Prompt:
Below are records; please give the number of their lines that contain the string "derive", and only that number.

Input data:
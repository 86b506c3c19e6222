//! Logging init: file under XDG state dir, or graceful fallback to stderr.

use anyhow::Result;
use std::fs;
use std::io;
use std::path::PathBuf;
use tracing_subscriber::fmt::writer::BoxMakeWriter;
use tracing_subscriber::fmt::MakeWriter;
use tracing_subscriber::EnvFilter;

const DEFAULT_FILTER: &str = "info,assetfetch=debug,assetfetch_core=debug";

/// Writer that is either the log file or stderr (used when the file handle cannot be cloned).
enum LogSink {
    File(fs::File),
    Stderr,
}

impl io::Write for LogSink {
    fn write(&mut self, buf: &[u8]) -> io::Result<usize> {
        match self {
            LogSink::File(f) => f.write(buf),
            LogSink::Stderr => io::stderr().lock().write(buf),
        }
    }

    fn flush(&mut self) -> io::Result<()> {
        match self {
            LogSink::File(f) => f.flush(),
            LogSink::Stderr => io::stderr().lock().flush(),
        }
    }
}

struct LogFileWriter(fs::File);

impl<'a> MakeWriter<'a> for LogFileWriter {
    type Writer = LogSink;

    fn make_writer(&'a self) -> Self::Writer {
        self.0
            .try_clone()
            .map(LogSink::File)
            .unwrap_or(LogSink::Stderr)
    }
}

fn env_filter() -> EnvFilter {
    EnvFilter::try_from_default_env().unwrap_or_else(|_| EnvFilter::new(DEFAULT_FILTER))
}

/// Path of the log file: `~/.local/state/assetfetch/assetfetch.log`.
pub fn log_file_path() -> Result<PathBuf> {
    let xdg_dirs = xdg::BaseDirectories::with_prefix("assetfetch")?;
    Ok(xdg_dirs.get_state_home().join("assetfetch.log"))
}

/// Initialize structured logging to the XDG state log file.
/// On failure (e.g. log dir unwritable), returns Err so the caller can fall back to stderr.
pub fn init_logging() -> Result<()> {
    let log_file_path = log_file_path()?;
    if let Some(dir) = log_file_path.parent() {
        fs::create_dir_all(dir)?;
    }

    let file = fs::OpenOptions::new()
        .create(true)
        .append(true)
        .open(&log_file_path)?;

    let writer = BoxMakeWriter::new(LogFileWriter(file));

    tracing_subscriber::fmt()
        .with_env_filter(env_filter())
        .with_writer(writer)
        .with_ansi(false)
        .try_init()
        .map_err(|e| anyhow::anyhow!("install subscriber: {}", e))?;

    tracing::info!("assetfetch logging initialized at {}", log_file_path.display());

    Ok(())
}

/// Initialize logging to stderr only (no file). Use when init_logging() fails so the CLI doesn't crash.
pub fn init_logging_stderr() {
    let _ = tracing_subscriber::fmt()
        .with_env_filter(env_filter())
        .with_writer(io::stderr)
        .with_ansi(false)
        .try_init();
}
//! Destination file handling: append/truncate writer, staging path, completeness check.
//!
//! The destination file is its own resume checkpoint: every chunk is written
//! and flushed before progress is acknowledged, so the on-disk length is
//! always a valid offset for the next range request.

use std::fs::{self, File, OpenOptions};
use std::io::{self, Write};
use std::path::{Path, PathBuf};

/// Suffix of the staging file an in-flight fetch writes into.
pub const PART_SUFFIX: &str = ".part";

/// Sequential writer over one destination file.
#[derive(Debug)]
pub struct DestinationWriter {
    file: File,
    /// Length of the file when the writer was opened (resume offset).
    start_offset: u64,
    written: u64,
}

impl DestinationWriter {
    /// Open for append, keeping the current contents (resume).
    pub fn open_append(path: &Path) -> io::Result<Self> {
        let file = OpenOptions::new().create(true).append(true).open(path)?;
        let start_offset = file.metadata()?.len();
        Ok(Self {
            file,
            start_offset,
            written: 0,
        })
    }

    /// Open for a full rewrite starting at offset 0.
    pub fn create_truncate(path: &Path) -> io::Result<Self> {
        let file = OpenOptions::new()
            .create(true)
            .write(true)
            .truncate(true)
            .open(path)?;
        Ok(Self {
            file,
            start_offset: 0,
            written: 0,
        })
    }

    /// Write one chunk and flush it to the OS before returning.
    pub fn write_chunk(&mut self, data: &[u8]) -> io::Result<()> {
        self.file.write_all(data)?;
        self.file.flush()?;
        self.written += data.len() as u64;
        Ok(())
    }

    /// Bytes written by this writer (excludes the resume offset).
    pub fn written(&self) -> u64 {
        self.written
    }

    /// Total bytes now in the file.
    pub fn file_len(&self) -> u64 {
        self.start_offset + self.written
    }

    pub fn start_offset(&self) -> u64 {
        self.start_offset
    }

}

/// `<destination>.part`
pub fn part_path(destination: &Path) -> PathBuf {
    let mut name = destination.as_os_str().to_os_string();
    name.push(PART_SUFFIX);
    PathBuf::from(name)
}

/// Size of the file at `path`, or 0 if it does not exist.
pub fn existing_len(path: &Path) -> io::Result<u64> {
    match fs::metadata(path) {
        Ok(m) if m.is_file() => Ok(m.len()),
        Ok(_) => Err(io::Error::new(
            io::ErrorKind::InvalidInput,
            format!("{} is not a regular file", path.display()),
        )),
        Err(e) if e.kind() == io::ErrorKind::NotFound => Ok(0),
        Err(e) => Err(e),
    }
}

/// Whether `len` bytes on disk count as a complete copy of a resource of `expected` bytes.
///
/// With an unknown expected size any non-empty file is complete.
pub fn is_complete(len: u64, expected: Option<u64>, tolerance: f64) -> bool {
    if len == 0 {
        return false;
    }
    match expected {
        None => true,
        Some(0) => true,
        Some(exp) => len as f64 >= exp as f64 * tolerance,
    }
}

/// Create `destination`'s parent directory if absent.
pub fn ensure_parent_dir(destination: &Path) -> io::Result<()> {
    match destination.parent() {
        Some(dir) if !dir.as_os_str().is_empty() => fs::create_dir_all(dir),
        _ => Ok(()),
    }
}

/// Atomically move the staging file onto its final name.
pub fn finalize(staging: &Path, destination: &Path) -> io::Result<()> {
    fs::rename(staging, destination)
}

#[cfg(test)]
mod tests {
    use super::*;

    #[test]
    fn append_keeps_existing_bytes() {
        let dir = tempfile::tempdir().unwrap();
        let p = dir.path().join("a.bin");
        fs::write(&p, b"hello ").unwrap();
        let mut w = DestinationWriter::open_append(&p).unwrap();
        assert_eq!(w.start_offset(), 6);
        w.write_chunk(b"world").unwrap();
        assert_eq!(w.written(), 5);
        assert_eq!(w.file_len(), 11);
        drop(w);
        assert_eq!(fs::read(&p).unwrap(), b"hello world");
    }

    #[test]
    fn truncate_discards_existing_bytes() {
        let dir = tempfile::tempdir().unwrap();
        let p = dir.path().join("a.bin");
        fs::write(&p, b"corrupt partial data").unwrap();
        let mut w = DestinationWriter::create_truncate(&p).unwrap();
        w.write_chunk(b"ok").unwrap();
        drop(w);
        assert_eq!(fs::read(&p).unwrap(), b"ok");
    }

    #[test]
    fn completeness_threshold() {
        assert!(!is_complete(0, None, 0.95));
        assert!(is_complete(1, None, 0.95));
        assert!(is_complete(95, Some(100), 0.95));
        assert!(!is_complete(94, Some(100), 0.95));
        assert!(!is_complete(99, Some(100), 1.0));
        assert!(is_complete(100, Some(100), 1.0));
    }

    #[test]
    fn part_path_appends_suffix() {
        assert_eq!(
            part_path(Path::new("/x/home_hero_office_01.mp4")),
            PathBuf::from("/x/home_hero_office_01.mp4.part")
        );
    }

    #[test]
    fn existing_len_of_missing_file_is_zero() {
        let dir = tempfile::tempdir().unwrap();
        assert_eq!(existing_len(&dir.path().join("nope")).unwrap(), 0);
        assert!(existing_len(dir.path()).is_err());
    }
}
use rand::Rng;
use std::time::Duration;

/// High-level classification of an error for retry purposes.
///
/// Callers map HTTP status codes, curl errors, or IO failures into these kinds.
#[derive(Debug, Clone, Copy, PartialEq, Eq)]
pub enum ErrorKind {
    /// Operation timed out (connect/read/stall).
    Timeout,
    /// Server asked us to slow down (e.g. 429, 503).
    Throttled,
    /// Network-level failure (connection reset, DNS, etc.).
    Connection,
    /// HTTP status that is retryable but not strictly throttling (5xx, including 522).
    Http5xx(u16),
    /// Body ended before the advertised length; the next attempt resumes from disk.
    ShortTransfer,
    /// Any other error (not retried).
    Other,
}

impl ErrorKind {
    pub fn is_retryable(self) -> bool {
        !matches!(self, ErrorKind::Other)
    }
}

/// Decision returned by the retry policy.
#[derive(Debug, Clone, Copy, PartialEq, Eq)]
pub enum RetryDecision {
    /// Do not retry this error.
    NoRetry,
    /// Retry after the given delay.
    RetryAfter(Duration),
}

/// Capped exponential backoff with optional jitter.
#[derive(Debug, Clone, Copy)]
pub struct RetryPolicy {
    /// Maximum number of attempts (including the first).
    pub max_attempts: u32,
    /// Base delay for backoff.
    pub base_delay: Duration,
    /// Upper bound on backoff delay.
    pub max_delay: Duration,
    /// Randomize each delay within [delay/2, delay].
    pub jitter: bool,
}

impl Default for RetryPolicy {
    fn default() -> Self {
        Self {
            max_attempts: 3,
            base_delay: Duration::from_secs(1),
            max_delay: Duration::from_secs(30),
            jitter: true,
        }
    }
}

impl RetryPolicy {
    /// Policy that never retries.
    pub fn no_retry() -> Self {
        Self {
            max_attempts: 1,
            ..Self::default()
        }
    }

    /// Upper bound of the backoff before jitter for a 1-based attempt.
    pub fn backoff_ceiling(&self, attempt: u32) -> Duration {
        let exp = 1u32 << attempt.saturating_sub(1).min(8);
        self.base_delay.saturating_mul(exp).min(self.max_delay)
    }

    /// Compute the next backoff delay for a given attempt and error kind.
    ///
    /// `attempt` is 1-based (1 = first attempt). Returns `RetryDecision::NoRetry`
    /// when we should stop retrying.
    pub fn decide(&self, attempt: u32, kind: ErrorKind) -> RetryDecision {
        if attempt >= self.max_attempts || !kind.is_retryable() {
            return RetryDecision::NoRetry;
        }
        let ceiling = self.backoff_ceiling(attempt);
        let delay = if self.jitter && !ceiling.is_zero() {
            let half = ceiling / 2;
            let span = (ceiling - half).as_millis() as u64;
            half + Duration::from_millis(rand::thread_rng().gen_range(0..=span))
        } else {
            ceiling
        };
        RetryDecision::RetryAfter(delay)
    }
}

Answer:
4